The first appearance of Pekka Puupää was in the Elanto cooperative's magazine Kuluttaja on 1 May 1925, when it started to publish a comic of the same name. The series was drawn by graphic designer Ola Fogelberg, who signed his comics using the pseudonym Fogeli.

During its first years Pekka Puupää was mainly humorously depicted propaganda for the Elanto cooperative: Pekka was beaten up by Justiina, because he wouldn't go to the cooperative store during rain but visited a private store instead. Later Fogeli quit advertising, though, and changed Pekka Puupää into a conventional joke series, at the same time moving the scene from Helsinki to a small rural locality Savikylä. This let the comic develop into a more diverse one.

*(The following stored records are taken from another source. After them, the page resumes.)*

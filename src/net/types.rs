//! REST DTOs for the panel API and the row models shown in list screens.
//!
//! DESIGN
//! ======
//! `Api*` types mirror the backend JSON; `*Row` types are the display models
//! handed to the data table. Keeping them apart lets the backend add fields
//! without touching column definitions.

#[cfg(test)]
#[path = "types_test.rs"]
mod types_test;

use datatable::{CellValue, Record};
use serde::de::Error as _;
use serde::{Deserialize, Deserializer, Serialize};

pub const STATUS_ACTIVE: &str = "فعال";
pub const STATUS_INACTIVE: &str = "غیرفعال";

/// Standard `{ data, message }` response wrapper.
#[derive(Clone, Debug, PartialEq, Serialize, Deserialize)]
pub struct Envelope<T> {
    pub data: T,
    #[serde(default)]
    pub message: Option<String>,
}

/// Result of `POST /login` with an OTP.
#[derive(Clone, Debug, Default, PartialEq, Eq, Serialize, Deserialize)]
pub struct VerifyResponse {
    #[serde(default)]
    pub token: Option<String>,
    #[serde(default)]
    pub need_signup: bool,
}

/// `data` of `POST /login` with a password.
#[derive(Clone, Debug, PartialEq, Eq, Serialize, Deserialize)]
pub struct PasswordLoginData {
    #[serde(default)]
    pub token: Option<String>,
}

/// User as returned by `GET /user`.
#[derive(Clone, Debug, PartialEq, Eq, Serialize, Deserialize)]
pub struct ApiUser {
    pub id: i64,
    pub name: String,
    #[serde(default)]
    pub family: Option<String>,
    pub mobile: String,
    #[serde(default)]
    pub father_name: Option<String>,
    #[serde(default, rename = "nationalID")]
    pub national_id: Option<String>,
    #[serde(default, deserialize_with = "deserialize_flag")]
    pub status: bool,
    #[serde(default)]
    pub mobile_verify_at: Option<String>,
    #[serde(default)]
    pub created_at: Option<String>,
    #[serde(default)]
    pub updated_at: Option<String>,
}

/// Display model for the users table.
#[derive(Clone, Debug, PartialEq, Eq)]
pub struct UserRow {
    pub id: i64,
    pub name: String,
    pub family: String,
    pub mobile: String,
    pub father_name: Option<String>,
    pub national_id: Option<String>,
    pub active: bool,
}

impl UserRow {
    #[must_use]
    pub fn status_label(&self) -> &'static str {
        status_label(self.active)
    }
}

impl From<ApiUser> for UserRow {
    fn from(user: ApiUser) -> Self {
        Self {
            id: user.id,
            name: user.name,
            family: user.family.filter(|f| !f.trim().is_empty()).unwrap_or_else(|| "-".to_owned()),
            mobile: user.mobile,
            father_name: user.father_name,
            national_id: user.national_id,
            active: user.status,
        }
    }
}

impl Record for UserRow {
    fn field(&self, key: &str) -> CellValue {
        match key {
            "id" => self.id.into(),
            "name" => self.name.as_str().into(),
            "family" => self.family.as_str().into(),
            "mobile" => self.mobile.as_str().into(),
            "father_name" => self.father_name.clone().into(),
            "national_id" => self.national_id.clone().into(),
            "status" => self.status_label().into(),
            _ => CellValue::Empty,
        }
    }

    fn record_key(&self) -> String {
        self.id.to_string()
    }
}

#[must_use]
pub fn status_label(active: bool) -> &'static str {
    if active { STATUS_ACTIVE } else { STATUS_INACTIVE }
}

/// Payload for creating a user.
#[derive(Clone, Debug, Default, PartialEq, Eq, Serialize, Deserialize)]
pub struct UserForm {
    pub name: String,
    pub family: String,
    #[serde(rename = "nationalID")]
    pub national_id: String,
    pub father_name: String,
    pub mobile: String,
    pub password: String,
    pub confirm_password: String,
}

impl From<&ApiUser> for UserForm {
    /// Prefill the edit form; password fields start blank.
    fn from(user: &ApiUser) -> Self {
        Self {
            name: user.name.clone(),
            family: user.family.clone().unwrap_or_default(),
            national_id: user.national_id.clone().unwrap_or_default(),
            father_name: user.father_name.clone().unwrap_or_default(),
            mobile: user.mobile.clone(),
            password: String::new(),
            confirm_password: String::new(),
        }
    }
}

/// Body of `PUT /user/{id}`. The password pair is only sent when a new
/// password was entered.
#[derive(Clone, Debug, Default, PartialEq, Eq, Serialize, Deserialize)]
pub struct UserUpdate {
    pub name: String,
    pub family: String,
    #[serde(rename = "nationalID")]
    pub national_id: String,
    pub father_name: String,
    pub mobile: String,
    #[serde(default, skip_serializing_if = "Option::is_none")]
    pub password: Option<String>,
    #[serde(default, skip_serializing_if = "Option::is_none")]
    pub confirm_password: Option<String>,
}

/// Car as returned by `GET /car`.
#[derive(Clone, Debug, PartialEq, Eq, Serialize, Deserialize)]
pub struct ApiCar {
    pub id: i64,
    pub name: String,
}

/// Display model for the cars table.
#[derive(Clone, Debug, PartialEq, Eq)]
pub struct CarRow {
    pub id: i64,
    pub name: String,
}

impl From<ApiCar> for CarRow {
    fn from(car: ApiCar) -> Self {
        Self { id: car.id, name: car.name }
    }
}

impl Record for CarRow {
    fn field(&self, key: &str) -> CellValue {
        match key {
            "id" => self.id.into(),
            "name" => self.name.as_str().into(),
            _ => CellValue::Empty,
        }
    }

    fn record_key(&self) -> String {
        self.id.to_string()
    }
}

/// Payload for creating or renaming a car.
#[derive(Clone, Debug, Default, PartialEq, Eq, Serialize, Deserialize)]
pub struct CarForm {
    pub name: String,
}

/// Accept `true`/`false`, `0`/`1`, or `"0"`/`"1"` (backends disagree).
fn deserialize_flag<'de, D>(deserializer: D) -> Result<bool, D::Error>
where
    D: Deserializer<'de>,
{
    let value = serde_json::Value::deserialize(deserializer)?;
    match value {
        serde_json::Value::Bool(flag) => Ok(flag),
        serde_json::Value::Null => Ok(false),
        serde_json::Value::Number(number) => Ok(number.as_f64().is_some_and(|n| n != 0.0)),
        serde_json::Value::String(text) => match text.trim() {
            "1" | "true" => Ok(true),
            "0" | "false" | "" => Ok(false),
            other => Err(D::Error::custom(format!("invalid status flag: {other}"))),
        },
        other => Err(D::Error::custom(format!("invalid status flag: {other}"))),
    }
}

/// Body of `POST /signup`.
#[derive(Clone, Debug, Default, PartialEq, Eq, Serialize, Deserialize)]
pub struct SignupInput {
    pub mobile: String,
    pub name: String,
    pub password: String,
}

/// Mutation responses only carry an optional confirmation message.
#[derive(Clone, Debug, Default, PartialEq, Eq, Serialize, Deserialize)]
pub struct ApiMessage {
    #[serde(default)]
    pub message: Option<String>,
}
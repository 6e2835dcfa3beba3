use serde_json::json;

use super::*;
use crate::state::session::IdentifierUpdate;
use crate::util::storage::MemoryStorage;

#[test]
fn endpoint_joins_with_single_slash() {
    let client = ApiClient::new("https://api.example.ir/api/");
    assert_eq!(client.base_url(), "https://api.example.ir/api");
    assert_eq!(client.endpoint("/user"), "https://api.example.ir/api/user");
    assert_eq!(client.endpoint("car/3"), "https://api.example.ir/api/car/3");
}

#[test]
fn relative_base_url_is_kept() {
    assert_eq!(ApiClient::new("/api").endpoint("/login"), "/api/login");
}

#[test]
fn authorization_is_bearer_token_when_present() {
    let client = ApiClient::new("/api");
    assert_eq!(client.authorization(), None);
    let client = client.with_token(Some("abc".to_owned()));
    assert_eq!(client.authorization(), Some("Bearer abc".to_owned()));
    assert_eq!(client.with_token(Some(String::new())).authorization(), None);
}

#[test]
fn for_session_uses_config_and_session_token() {
    let config = PanelConfig::from_vars(Some("https://x.ir/api"), None);
    let mut session = SessionStore::load(MemoryStorage::new());
    assert_eq!(ApiClient::for_session(&config, &session).authorization(), None);

    session.set_session(Some("tok".to_owned()), IdentifierUpdate::Keep);
    let client = ApiClient::for_session(&config, &session);
    assert_eq!(client.base_url(), "https://x.ir/api");
    assert_eq!(client.authorization(), Some("Bearer tok".to_owned()));
}

#[test]
fn method_names() {
    assert_eq!(HttpMethod::Get.as_str(), "GET");
    assert_eq!(HttpMethod::Delete.as_str(), "DELETE");
}

#[test]
fn decode_treats_empty_body_as_null() {
    assert_eq!(decode::<Option<VerifyResponse>>("").unwrap(), None);
    assert_eq!(decode::<Option<ApiMessage>>("  ").unwrap(), None);
}

#[test]
fn decode_reports_malformed_json() {
    let err = decode::<Envelope<Vec<ApiCar>>>("{\"data\": 5}").unwrap_err();
    assert!(matches!(err, ApiError::Decode(_)));
}

#[test]
fn to_body_serializes_forms() {
    let body = to_body(&CarForm { name: "پراید".to_owned() }).unwrap();
    assert_eq!(body, json!({ "name": "پراید" }));
}

#[test]
fn single_user_envelope_decodes() {
    let text = r#"{"data": {"id": 4, "name": "رضا", "mobile": "09121234567", "status": 1}}"#;
    let user = decode::<Envelope<ApiUser>>(text).unwrap().data;
    assert_eq!(user.id, 4);
    assert!(user.status);
}
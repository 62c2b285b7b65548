use std::fs::create_dir_all;
use std::path::{Path, PathBuf};

use directories::ProjectDirs;
use shellexpand::tilde;

use crate::constants::{APPLICATION, ORGANIZATION, QUALIFIER};
use crate::errors::{Result, directory_not_found_error, generic_error};

/// Resolves the directory argument into an existing directory path
///
/// Tilde expressions are expanded before the check, so `~/Invoices` works
/// the same way it would in a shell.
///
/// # Arguments
/// * `raw` - The directory argument as given on the command line
///
/// # Returns
/// * `Result<PathBuf>` - The resolved directory path
///
/// # Errors
/// Returns an error if the path does not exist or is not a directory
pub fn resolve_directory(raw: &str) -> Result<PathBuf> {
    let expanded = tilde(raw);
    let path = PathBuf::from(expanded.as_ref());

    if !path.is_dir() {
        return Err(directory_not_found_error(path));
    }

    Ok(path)
}

/// Returns the stem of a filename, i.e. the part before the last dot
///
/// Filenames without a dot are returned unchanged.
pub fn filename_stem(filename: &str) -> &str {
    match filename.rfind('.') {
        Some(index) => &filename[..index],
        None => filename,
    }
}

pub(crate) fn find_project_folder() -> Result<ProjectDirs> {
    let folder = ProjectDirs::from(QUALIFIER, ORGANIZATION, APPLICATION)
        .ok_or_else(|| generic_error("Failed to determine project directories"))?;

    if !folder.config_dir().exists() {
        create_dir_all(folder.config_dir())?;
    }
    Ok(folder)
}

#[cfg(unix)]
pub(crate) fn is_hidden_file(path: &Path) -> bool {
    path.file_name()
        .and_then(|name| name.to_str())
        .map_or(false, |name| name.starts_with('.'))
}

#[cfg(windows)]
pub(crate) fn is_hidden_file(path: &Path) -> bool {
    use std::os::windows::fs::MetadataExt;

    if let Ok(metadata) = path.metadata() {
        metadata.file_attributes() & 0x2 != 0 // FILE_ATTRIBUTE_HIDDEN
    } else {
        false
    }
}
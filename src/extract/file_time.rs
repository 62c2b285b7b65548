//! Date extraction from file timestamps

use std::path::Path;

use chrono::{DateTime, Datelike, Local};
use log::debug;

use crate::errors::{Result, file_operation_error};

/// Derives (year, month) from a file's creation time
///
/// Falls back to the modification time on filesystems that do not record a
/// creation time. Times are interpreted in the local timezone.
///
/// # Arguments
/// * `path` - The path to the file
///
/// # Returns
/// * `Result<(i32, u32)>` - The year and month of the file's timestamp
///
/// # Errors
/// Returns an error if neither timestamp can be read
pub fn file_date(path: &Path) -> Result<(i32, u32)> {
    let metadata = path
        .metadata()
        .map_err(|e| file_operation_error(e, path.to_path_buf(), "read metadata of"))?;

    let timestamp = match metadata.created() {
        Ok(created) => created,
        Err(_) => {
            debug!(
                "Creation time unavailable for {}, using modification time",
                path.display()
            );
            metadata
                .modified()
                .map_err(|e| file_operation_error(e, path.to_path_buf(), "read timestamp of"))?
        }
    };

    let datetime: DateTime<Local> = timestamp.into();
    Ok((datetime.year(), datetime.month()))
}
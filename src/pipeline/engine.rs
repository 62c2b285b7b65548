//! Rename pipeline engine
//!
//! This module orchestrates the pipeline stages for one directory:
//! enumerate candidates, extract the fields for the new name, synthesize
//! the target filename, and perform the conflict-checked rename.

use std::path::{Path, PathBuf};

use anyhow::Result;
use colored::Colorize;
use fs_extra::file::{CopyOptions, move_file};
use log::{info, warn};
use once_cell::sync::Lazy;
use regex::Regex;

use crate::discovery::{FileCandidate, scan_directory};
use crate::errors::{Error, metadata_unavailable_error};
use crate::extract::{
    extract_epub_metadata, extract_invoice_date, file_date, split_company_invoice,
    split_dated_stem,
};
use crate::logging::format_message;
use crate::naming::{dated_invoice_filename, epub_filename, monthly_invoice_filename};

use super::context::RunStats;
use super::plan::{Outcome, SkipReason};

/// Matches stems that already carry a `YYYY-MM ` prefix
static MONTH_PREFIX_RE: Lazy<Regex> =
    Lazy::new(|| Regex::new(r"^\d{4}-\d{2}\s").expect("Failed to compile month prefix regex"));

/// The renaming convention to apply to a directory
#[derive(Debug, Clone, PartialEq, Eq)]
pub enum RenameMode {
    /// `"{author} - {title}.epub"` from Dublin Core metadata
    Epub,
    /// `"{yyyy}-{mm} {company} {invoice_no}.pdf"`, date from the PDF text
    InvoiceDate,
    /// `"{yyyy}-{mm} {company} {invoice_no}.pdf"`, date from the file timestamp
    InvoiceCtime,
    /// `"{yyyy-mm-dd}_{name}_{invoice_no}.pdf"` from the existing filename
    InvoiceSplit { normalize: bool },
}

impl RenameMode {
    /// The file extension this mode operates on, without the leading dot
    pub fn extension(&self) -> &'static str {
        match self {
            RenameMode::Epub => "epub",
            _ => "pdf",
        }
    }

    /// Whether this mode's target names start with a `YYYY-MM ` prefix
    ///
    /// Candidates that already carry the prefix are skipped before any
    /// extraction work happens.
    fn adds_month_prefix(&self) -> bool {
        matches!(self, RenameMode::InvoiceDate | RenameMode::InvoiceCtime)
    }
}

/// Options for processing a directory
#[derive(Debug, Clone)]
pub struct ProcessingOptions {
    /// The directory containing the files to rename
    pub directory: PathBuf,
    /// The renaming convention to apply
    pub mode: RenameMode,
    /// Whether to only report the renames instead of performing them
    pub dry_run: bool,
}

/// Processes one directory of files
///
/// Candidates are handled sequentially; no single candidate's failure aborts
/// the batch. A summary line is logged at the end and the accumulated
/// statistics are returned.
///
/// # Arguments
/// * `options` - The directory, renaming mode, and dry-run flag
///
/// # Returns
/// * `Result<RunStats>` - The statistics for the run or an error
///
/// # Errors
/// Returns an error if the directory cannot be enumerated
pub fn process_directory(options: &ProcessingOptions) -> Result<RunStats> {
    let mut stats = RunStats::new();

    let candidates = scan_directory(&options.directory, options.mode.extension())?;

    if candidates.is_empty() {
        info!(
            "No {} files found in {}",
            options.mode.extension(),
            options.directory.display()
        );
        return Ok(stats);
    }

    info!(
        "Processing {} files{}...",
        candidates.len(),
        if options.dry_run { " (dry run)" } else { "" }
    );

    for candidate in &candidates {
        let outcome = process_candidate(candidate, options);
        stats.record(&outcome);
    }

    info!("{}", stats.summary(options.dry_run));

    Ok(stats)
}

/// Runs one candidate through the rename state machine
///
/// The transition rules are evaluated in order, first match wins:
/// missing metadata, already correct, collision, then the rename itself
/// (or its dry-run report).
fn process_candidate(candidate: &FileCandidate, options: &ProcessingOptions) -> Outcome {
    // Files already carrying the date prefix are skipped without opening them
    if options.mode.adds_month_prefix() && MONTH_PREFIX_RE.is_match(candidate.stem()) {
        info!("Already has date prefix: {}", candidate.filename);
        return Outcome::Skipped(SkipReason::AlreadyCorrect);
    }

    let target_name = match synthesize_target(candidate, &options.mode) {
        Ok(name) => name,
        Err(error) => {
            let detail = skip_detail(&error);
            info!("Skipping {}: {detail}", candidate.filename);
            return Outcome::Skipped(SkipReason::MissingMetadata(detail));
        }
    };

    let target = candidate.path.with_file_name(&target_name);

    if target == candidate.path {
        info!("Already named correctly: {}", candidate.filename);
        return Outcome::Skipped(SkipReason::AlreadyCorrect);
    }

    if target.exists() {
        let message = format!(
            "Skipping {}: target file {target_name} already exists",
            candidate.filename
        );
        let colored_message = format!(
            "Skipping {}: target file {} already exists",
            candidate.filename,
            target_name.as_str().yellow().bold()
        );
        warn!("{}", format_message(&message, &colored_message));
        return Outcome::Skipped(SkipReason::Collision);
    }

    if options.dry_run {
        info!("Would rename: {} -> {target_name}", candidate.filename);
        return Outcome::Reported;
    }

    execute_rename(candidate, &target, &target_name)
}

/// Performs the actual rename, surfacing operating-system failures
fn execute_rename(candidate: &FileCandidate, target: &Path, target_name: &str) -> Outcome {
    let options = CopyOptions::new();
    match move_file(&candidate.path, target, &options) {
        Ok(_) => {
            let message = format!("Renamed: {} -> {target_name}", candidate.filename);
            let colored_message = format!(
                "Renamed: {} -> {}",
                candidate.filename,
                target_name.green().bold()
            );
            info!("{}", format_message(&message, &colored_message));
            Outcome::Renamed
        }
        Err(e) => {
            warn!("Error renaming {}: {e}", candidate.filename);
            Outcome::Skipped(SkipReason::RenameFailed(e.to_string()))
        }
    }
}

/// Synthesizes the target filename for a candidate
///
/// # Errors
/// Returns an error when the required fields cannot be extracted from the
/// candidate's content, timestamps, or existing name
fn synthesize_target(candidate: &FileCandidate, mode: &RenameMode) -> crate::errors::Result<String> {
    match mode {
        RenameMode::Epub => match extract_epub_metadata(&candidate.path) {
            (Some(author), Some(title)) => Ok(epub_filename(&author, &title)),
            _ => Err(metadata_unavailable_error(
                candidate.path.clone(),
                "missing metadata",
            )),
        },
        RenameMode::InvoiceDate => {
            let fields = split_company_invoice(candidate.stem())?;
            let (year, month) = extract_invoice_date(&candidate.path).ok_or_else(|| {
                metadata_unavailable_error(candidate.path.clone(), "could not extract date")
            })?;
            Ok(monthly_invoice_filename(
                year,
                month,
                &fields.company,
                &fields.invoice_number,
            ))
        }
        RenameMode::InvoiceCtime => {
            let fields = split_company_invoice(candidate.stem())?;
            let (year, month) = file_date(&candidate.path)?;
            Ok(monthly_invoice_filename(
                year,
                month,
                &fields.company,
                &fields.invoice_number,
            ))
        }
        RenameMode::InvoiceSplit { normalize } => {
            let parsed = split_dated_stem(candidate.stem())?;
            Ok(dated_invoice_filename(&parsed, *normalize))
        }
    }
}

/// Maps an extraction error onto the per-candidate console wording
fn skip_detail(error: &Error) -> String {
    match error {
        Error::MetadataUnavailable { detail, .. } => detail.clone(),
        Error::PatternMismatch { .. } => "doesn't match pattern".to_string(),
        other => other.to_string(),
    }
}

The weekly comic was composed of six-panel strips. It didn't have any speech balloons, but instead the texts were under the panels, making it a text comic this was common practice in European comics even after World War II. Apparently Fogelberg drew some strips with balloons as an experiment, but these remained single cases. The drawing style was at the same time caricaturing and realistic: Pekka Puupää and other characters were caricatures, but the settings were realistically and often very carefully drawn, offering a peephole into the early 20th century Finnish rural life.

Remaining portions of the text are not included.